Chords I: The Essential Chords Every Guitarist Should Know
Chords I: The Essential Chords Every Guitarist Should Know
The short answer: a chord is just two or more notes played together — but in practice, chords sprawl into a zoo of variations. Gitori's Chords I course cuts the zoo down to the essentials: the chord types that cover the vast majority of real songs, taught as formulas you can build anywhere on the neck rather than grips to memorize.
Formulas, not grip charts
Chord books teach chords as photographs: put your fingers here. The problem is a photograph only works in one place, and there are thousands of them. The formula view is radically smaller:
- Major = 1-3-5
- Minor = 1-♭3-5
- and every other chord is a small edit to one of those.
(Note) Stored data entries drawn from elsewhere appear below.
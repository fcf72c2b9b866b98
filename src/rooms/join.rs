use std::{collections::HashMap, sync::Arc, time::Duration};

use axum::{debug_handler, extract::State, Form, Json};
use serde_json::Value;
use tower_sessions::Session;

use crate::{
    code::{CodeFormat, RoomCode},
    config::Config,
    ids::{PeerAddress, SubjectId},
    store::{Participants, RoomStore},
    AppResult, AppState,
};

use super::{caller, code_body, respond, settle, Outcome, Refusal};

/// Maps `subject` to `peer` in the room and returns everyone now in it.
pub async fn join_room(
    store: &RoomStore,
    format: CodeFormat,
    ttl: Duration,
    subject: &SubjectId,
    raw_code: Option<&str>,
    raw_peer: Option<&str>,
) -> AppResult<Outcome<(RoomCode, Participants)>> {
    let Some(code) = raw_code.and_then(|raw| format.parse(raw.trim())) else {
        return Ok(Err(Refusal::InvalidCode));
    };
    let Some(peer) = raw_peer.map(str::trim).filter(|peer| !peer.is_empty()).map(PeerAddress::new) else {
        return Ok(Err(Refusal::MissingPeer));
    };

    if store.get(&code).await?.is_none() {
        return Ok(Err(Refusal::RoomNotFound));
    }
    if !store.upsert_participant(&code, subject, &peer, ttl).await? {
        return Ok(Err(Refusal::RoomNotFound));
    }
    let Some(record) = store.get(&code).await? else {
        return Ok(Err(Refusal::RoomNotFound));
    };

    tracing::info!(%code, %subject, %peer, participants = record.participants.len(), "joined room");
    Ok(Ok((code, record.participants)))
}

#[debug_handler(state = AppState)]
pub(crate) async fn join(
    State(store): State<RoomStore>,
    State(config): State<Arc<Config>>,
    session: Session,
    Form(fields): Form<HashMap<String, String>>,
) -> AppResult<Json<Value>> {
    let outcome = match caller(&session, &config).await? {
        Ok(subject) => {
            join_room(
                &store,
                config.code_format,
                config.room_ttl,
                &subject,
                fields.get(&config.code_field).map(String::as_str),
                fields.get(&config.peer_field).map(String::as_str),
            )
            .await?
        }
        Err(refusal) => Err(refusal),
    };

    let joined = settle("join", outcome);
    let mut body = code_body(&config, joined.as_ref().map(|(code, _)| code));
    body.insert(
        "participants".to_owned(),
        joined.map_or(Ok(Value::Null), |(_, participants)| serde_json::to_value(participants))?,
    );
    Ok(respond(body))
}

#[cfg(test)]
mod tests {
    use super::*;

    const TTL: Duration = Duration::from_secs(60);

    #[tokio::test]
    async fn rejoining_replaces_the_address() {
        let store = RoomStore::connect("sqlite::memory:").await.unwrap();
        let format = CodeFormat::Pattern;
        let code = format.parse("ab1-cd23-ef4").unwrap();
        let alice = SubjectId::new("google", 1);
        store.create(&code, TTL).await.unwrap();

        join_room(&store, format, TTL, &alice, Some("ab1-cd23-ef4"), Some("peer-a")).await.unwrap().unwrap();
        let (_, participants) = join_room(&store, format, TTL, &alice, Some("ab1-cd23-ef4"), Some("peer-a2"))
            .await
            .unwrap()
            .unwrap();

        assert_eq!(participants.len(), 1);
        assert_eq!(participants[&alice], PeerAddress::new("peer-a2"));
    }

    #[tokio::test]
    async fn refuses_bad_input_before_touching_the_store() {
        let store = RoomStore::connect("sqlite::memory:").await.unwrap();
        let format = CodeFormat::Pattern;
        let alice = SubjectId::new("google", 1);

        let outcome = join_room(&store, format, TTL, &alice, Some("AB1-CD23-EF4"), Some("p")).await.unwrap();
        assert_eq!(outcome, Err(Refusal::InvalidCode));

        let outcome = join_room(&store, format, TTL, &alice, Some("ab1-cd23-ef4"), Some("  ")).await.unwrap();
        assert_eq!(outcome, Err(Refusal::MissingPeer));

        let outcome = join_room(&store, format, TTL, &alice, Some("ab1-cd23-ef4"), Some("p")).await.unwrap();
        assert_eq!(outcome, Err(Refusal::RoomNotFound));
    }
}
If you know where the degrees are, a chord symbol becomes an instruction you can execute anywhere: find the root, add the degrees the formula names. That's the skill this course trains — the full theory backstory is in How chords are built from scales.
What the course covers
The essential chord vocabulary, one type at a time — the major and minor foundation and the everyday extensions and colors built on it — each introduced by formula, shown as fretboard shapes, and drilled with the Find the Chords game: you get a chord symbol and a highlighted zone, and the clock runs while you build it.
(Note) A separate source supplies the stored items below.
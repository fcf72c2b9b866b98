use axum::{debug_handler, extract::{Path, Query, State}, response::{IntoResponse, Redirect, Response}};
use oauth2::{CsrfToken, PkceCodeChallenge, Scope};
use serde::Deserialize;
use tower_sessions::Session;

use crate::{session::{CSRF_STATE, PKCE_VERIFIER, RETURN_URL}, AppResult};

use super::{clients::ClientProvider, Clients};

#[derive(Deserialize)]
pub struct LoginQuery {
    pub return_url: Option<String>,
}

#[debug_handler(state = crate::AppState)]
pub async fn login(
    Path(provider): Path<ClientProvider>,
    Query(LoginQuery { return_url }): Query<LoginQuery>,
    State(clients): State<Clients>,
    session: Session,
) -> AppResult<Response> {
    let client = clients.get_client(provider)?;

    let (pkce_code_challenge, pkce_verifier) = PkceCodeChallenge::new_random_sha256();

    let (authorize_url, csrf_state) = client.authorize_url(CsrfToken::new_random)
        .add_scopes(provider.scopes().iter().map(|scope| Scope::new(scope.to_string())))
        .set_pkce_challenge(pkce_code_challenge)
        .url();

    session.insert(CSRF_STATE, csrf_state.secret()).await?;
    session.insert(PKCE_VERIFIER, pkce_verifier.secret()).await?;
    if let Some(return_url) = return_url {
        session.insert(RETURN_URL, return_url).await?;
    }

    tracing::debug!(%provider, "redirecting to provider");

    Ok(Redirect::to(authorize_url.as_str()).into_response())
}
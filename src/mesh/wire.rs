//! JSON payloads exchanged over data channels.

use serde::{Deserialize, Serialize};

use crate::chat::MessageData;

use super::{state::Profile, MeshError};

#[derive(Debug, Clone, PartialEq, Eq, Serialize, Deserialize)]
#[serde(tag = "type", content = "data")]
pub enum Payload {
    /// Handshake: the sender's profile, sent once per data channel and direction.
    #[serde(rename = "CONN_INIT_DATA")]
    ConnInit(Profile),
    #[serde(rename = "MSG")]
    Msg(MessageData),
}

impl Payload {
    pub fn encode(&self) -> Result<Vec<u8>, MeshError> {
        Ok(serde_json::to_vec(self)?)
    }

    pub fn decode(bytes: &[u8]) -> Result<Payload, MeshError> {
        Ok(serde_json::from_slice(bytes)?)
    }
}

#[cfg(test)]
mod tests {
    use serde_json::json;

    use super::*;
    use crate::{
        chat::{Author, Counterpart, Message},
        ids::{PeerAddress, SubjectId},
    };

    #[test]
    fn message_payload_shape() {
        let payload = Payload::Msg(MessageData {
            from: Counterpart::Group,
            message: Message {
                timestamp: 42,
                content: "hello".to_owned(),
                author: Author::Subject(SubjectId::new("google", 1)),
            },
        });
        let value: serde_json::Value = serde_json::from_slice(&payload.encode().unwrap()).unwrap();
        assert_eq!(
            value,
            json!({
                "type": "MSG",
                "data": {
                    "from": "#group",
                    "message": { "timestamp": 42, "content": "hello", "author": "google:1" }
                }
            })
        );
    }

    #[test]
    fn handshake_decodes() {
        let raw = json!({
            "type": "CONN_INIT_DATA",
            "data": {
                "subjectId": "github:7",
                "peerAddress": "peer-7",
                "name": "Grace",
                "email": "grace@example.com",
                "image": ""
            }
        });
        let Payload::ConnInit(profile) = Payload::decode(raw.to_string().as_bytes()).unwrap() else {
            panic!("expected a handshake");
        };
        assert_eq!(profile.subject_id, SubjectId::new("github", 7));
        assert_eq!(profile.peer_address, PeerAddress::new("peer-7"));
        assert_eq!(profile.camera_stream, None);
    }

    #[test]
    fn unknown_type_is_rejected() {
        assert!(Payload::decode(br#"{"type":"PING","data":null}"#).is_err());
        assert!(Payload::decode(b"not json").is_err());
    }
}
By the end, a lead sheet full of chord symbols reads like instructions instead of trivia. The 4-note family — Maj7, min7, Dom7 and friends — gets a deeper treatment in Chords II, and if you want the pure theory first, see Seventh chords explained.
Before you start
One prerequisite, and it's load-bearing: scale degrees. Chord formulas are written in degrees, so building chords on the fly requires seeing 3s and 5s from any root without counting. The Scale Degrees courses exist for exactly that.